(1.) RESPONDENT 1 and 2 filed the rent petition against the present revision petitioner for eviction from the tenanted premises on the ground of sub-letting, non-user and bona fide requirement. The bona fide requirement of respondents 1 and 2 was not believed. However, the ejectment order was passed on the ground of sub-letting and non-user. The appeal filed by the petitioner was also dismissed by the appellate authority and hence the petitioner has filed the present revision petition challenging the judgments of both the courts.
(2.) ADMITTEDLY there is a partnership deed on record, Exhibit R-2. Learned counsel appearing for the petitioner has read over to me the contents of the document, which mentions about the sharing of the profits also. There is also a recital in the document that after the dissolution of the partnership, petitioner alone shall be considered as tenant. However, the partnership deed is not believed and the courts below have considered the transaction between the petitioner and respondent No. 3 to be sham. Even though there may be a clause for sharing of the profits in the partnership deed, but it is not shown that the profits were actually shared and the business was carried out, when this could have been shown by the petitioner or respondent No. 3 by producing the necessary document such as bank pass book, cheque books and books of account etc. This is not done. It is not the case of the petitioner that he was not in possession of such documents. When this is the position, the principle of the case in Gopal Krishna Ketkar v. Mohamed Hazi Latif and others, AIR 1968 SC 1413 will apply and the petitioner being possessed of the best evidence to show the partnership having not produced the necessary documents, adverse inference has to be drawn. Merely producing of the partnership agreement will not absolve a tenant from his liability to prove the partnership, because if that is done, all sub-tenants will be getting illegal support of alleged partnerships.

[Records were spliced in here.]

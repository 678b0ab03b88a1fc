//! Browser driver protocol
//!
//! The publish and login actions drive a browser exclusively through these
//! traits. [`MockBrowser`] records every call and is available in all builds;
//! the CDP-backed `ChromiumDriver` is behind the `browser` feature.

use async_trait::async_trait;
use std::fmt;
use std::path::PathBuf;
use std::time::Duration;

use crate::config::BrowserConfig;
use crate::error::{PublishError, Result};
use crate::types::ProxySpec;

#[cfg(feature = "browser")]
pub mod chromium;
pub mod mock;

#[cfg(feature = "browser")]
pub use chromium::ChromiumDriver;
pub use mock::{BrowserCall, MockBrowser};

pub type BrowserResult<T> = std::result::Result<T, PublishError>;

/// The real driver, when this build has one
#[cfg(feature = "browser")]
pub fn default_driver() -> Result<std::sync::Arc<dyn BrowserDriver>> {
    Ok(std::sync::Arc::new(ChromiumDriver::new()))
}

#[cfg(not(feature = "browser"))]
pub fn default_driver() -> Result<std::sync::Arc<dyn BrowserDriver>> {
    Err(crate::error::ConfigError::OutOfRange {
        field: "browser".to_string(),
        reason: "this build has no browser driver; rebuild with --features browser".to_string(),
    }
    .into())
}

/// How to find an element on the page
#[derive(Debug, Clone, PartialEq, Eq, Hash)]
pub enum Locator {
    Css(String),
    /// A `<button>` whose visible text contains the string
    ButtonWithText(String),
}

impl fmt::Display for Locator {
    fn fmt(&self, f: &mut fmt::Formatter<'_>) -> fmt::Result {
        match self {
            Locator::Css(selector) => write!(f, "{}", selector),
            Locator::ButtonWithText(text) => write!(f, "button with text '{}'", text),
        }
    }
}

#[derive(Debug, Clone, Copy, PartialEq, Eq)]
pub struct Viewport {
    pub width: u32,
    pub height: u32,
}

/// Everything needed to launch one isolated context
#[derive(Debug, Clone)]
pub struct ContextOptions {
    pub viewport: Viewport,
    pub user_agent: String,
    pub proxy: Option<ProxySpec>,
    /// Persisted session blob to restore, if any
    pub session: Option<String>,
    pub headless: bool,
    pub executable: Option<String>,
}

impl ContextOptions {
    pub fn from_config(config: &BrowserConfig) -> Self {
        Self {
            viewport: Viewport {
                width: config.viewport_width,
                height: config.viewport_height,
            },
            user_agent: config.user_agent.clone(),
            proxy: None,
            session: None,
            headless: config.headless,
            executable: config.executable.clone(),
        }
    }

    pub fn with_proxy(mut self, proxy: Option<ProxySpec>) -> Self {
        self.proxy = proxy;
        self
    }

    pub fn with_session(mut self, session: Option<String>) -> Self {
        self.session = session;
        self
    }

    pub fn headed(mut self) -> Self {
        self.headless = false;
        self
    }
}

/// Launches isolated execution contexts
#[async_trait]
pub trait BrowserDriver: Send + Sync {
    async fn launch(&self, options: &ContextOptions) -> BrowserResult<Box<dyn BrowserContext>>;
}

/// One isolated context (browser, page, cookie jar)
///
/// Owned by exactly one action; `close` consumes it.
#[async_trait]
pub trait BrowserContext: Send {
    async fn navigate(&mut self, url: &str) -> BrowserResult<()>;

    /// Poll until `locator` is present or `timeout` elapses
    async fn wait_for(&mut self, locator: &Locator, timeout: Duration) -> BrowserResult<bool>;

    async fn click(&mut self, locator: &Locator) -> BrowserResult<()>;

    /// Type into the focused element
    async fn type_text(&mut self, text: &str) -> BrowserResult<()>;

    async fn press_key(&mut self, key: &str) -> BrowserResult<()>;

    /// Present, visible and enabled
    async fn is_actionable(&mut self, locator: &Locator) -> BrowserResult<bool>;

    async fn attach_files(&mut self, locator: &Locator, files: &[PathBuf]) -> BrowserResult<()>;

    /// Serialized session (cookies) to persist for the next launch
    async fn session_state(&mut self) -> BrowserResult<String>;

    async fn close(self: Box<Self>) -> BrowserResult<()>;
}
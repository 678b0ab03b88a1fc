//! Tracing subscriber setup shared by the Autopost binaries
//!
//! Output always goes to stderr so stdout stays free for command output
//! (`autopost-history --format json`, `autopost-accounts list`).
//!
//! ```no_run
//! use libautopost::logging::{LogFormat, LoggingConfig};
//!
//! LoggingConfig::new(LogFormat::Json, "info".to_string(), false).init();
//! ```

use std::str::FromStr;
use tracing_subscriber::EnvFilter;

/// Environment variable selecting the output format
pub const LOG_FORMAT_ENV: &str = "AUTOPOST_LOG_FORMAT";
/// Environment variable selecting the minimum level
pub const LOG_LEVEL_ENV: &str = "AUTOPOST_LOG_LEVEL";

/// Dependencies that are chatty at debug level
const QUIET_TARGETS: &[&str] = &[
    "chromiumoxide=warn",
    "tungstenite=warn",
    "hyper=warn",
    "reqwest=info",
    "sqlx=warn",
];

#[derive(Debug, Clone, Copy, PartialEq, Eq, Default)]
pub enum LogFormat {
    /// Plain lines without targets
    #[default]
    Text,
    /// One JSON object per line
    Json,
    /// Multi-line, colored
    Pretty,
}

impl FromStr for LogFormat {
    type Err = String;

    fn from_str(s: &str) -> Result<Self, Self::Err> {
        match s.to_lowercase().as_str() {
            "text" => Ok(LogFormat::Text),
            "json" => Ok(LogFormat::Json),
            "pretty" => Ok(LogFormat::Pretty),
            _ => Err(format!(
                "Invalid log format: '{}'. Valid options: text, json, pretty",
                s
            )),
        }
    }
}

impl std::fmt::Display for LogFormat {
    fn fmt(&self, f: &mut std::fmt::Formatter<'_>) -> std::fmt::Result {
        match self {
            LogFormat::Text => write!(f, "text"),
            LogFormat::Json => write!(f, "json"),
            LogFormat::Pretty => write!(f, "pretty"),
        }
    }
}

#[derive(Debug, Clone)]
pub struct LoggingConfig {
    pub format: LogFormat,
    pub level: String,
    /// Forces `debug` for the autopost crates regardless of `level`
    pub verbose: bool,
}

impl LoggingConfig {
    pub fn new(format: LogFormat, level: String, verbose: bool) -> Self {
        Self {
            format,
            level,
            verbose,
        }
    }

    /// Settings from `AUTOPOST_LOG_FORMAT` / `AUTOPOST_LOG_LEVEL`, text/info otherwise
    pub fn from_env() -> Self {
        let format = std::env::var(LOG_FORMAT_ENV)
            .ok()
            .and_then(|s| s.parse().ok())
            .unwrap_or_default();
        let level = std::env::var(LOG_LEVEL_ENV).unwrap_or_else(|_| "info".to_string());
        Self::new(format, level, false)
    }

    /// Filter directives; `RUST_LOG` wins when set
    pub fn directives(&self) -> String {
        let level = if self.verbose { "debug" } else { self.level.as_str() };
        let mut directives = vec![level.to_string()];
        directives.extend(QUIET_TARGETS.iter().map(|t| t.to_string()));
        directives.join(",")
    }

    fn filter(&self) -> EnvFilter {
        EnvFilter::try_from_default_env().unwrap_or_else(|_| EnvFilter::new(self.directives()))
    }

    /// Install the global subscriber
    ///
    /// A second call is ignored; the first subscriber stays in place.
    pub fn init(&self) {
        let filter = self.filter();
        let result = match self.format {
            LogFormat::Json => tracing_subscriber::fmt()
                .json()
                .with_env_filter(filter)
                .with_writer(std::io::stderr)
                .with_current_span(true)
                .flatten_event(true)
                .with_target(true)
                .try_init(),
            LogFormat::Pretty => tracing_subscriber::fmt()
                .pretty()
                .with_env_filter(filter)
                .with_writer(std::io::stderr)
                .with_target(true)
                .with_line_number(true)
                .try_init(),
            LogFormat::Text => tracing_subscriber::fmt()
                .with_env_filter(filter)
                .with_writer(std::io::stderr)
                .with_target(false)
                .with_level(true)
                .try_init(),
        };

        if let Err(e) = result {
            tracing::debug!("Logging already initialized: {}", e);
        }
    }
}

/// Initialize logging from the environment
pub fn init_default() {
    LoggingConfig::from_env().init();
}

(3.) IT is also held therein that where a partner brought in as his arrest (asset ?) tenancy in the premises in which the partnership business was to be carried on, share the profits only and was to get a fixed percentage of the profits or the further facts that the said partner was not to operate the bank accounts there being nothing intrinsically wrong in law from constituting a partnership in the manner it was done and it could not be said that no genuine partnership had come into existence.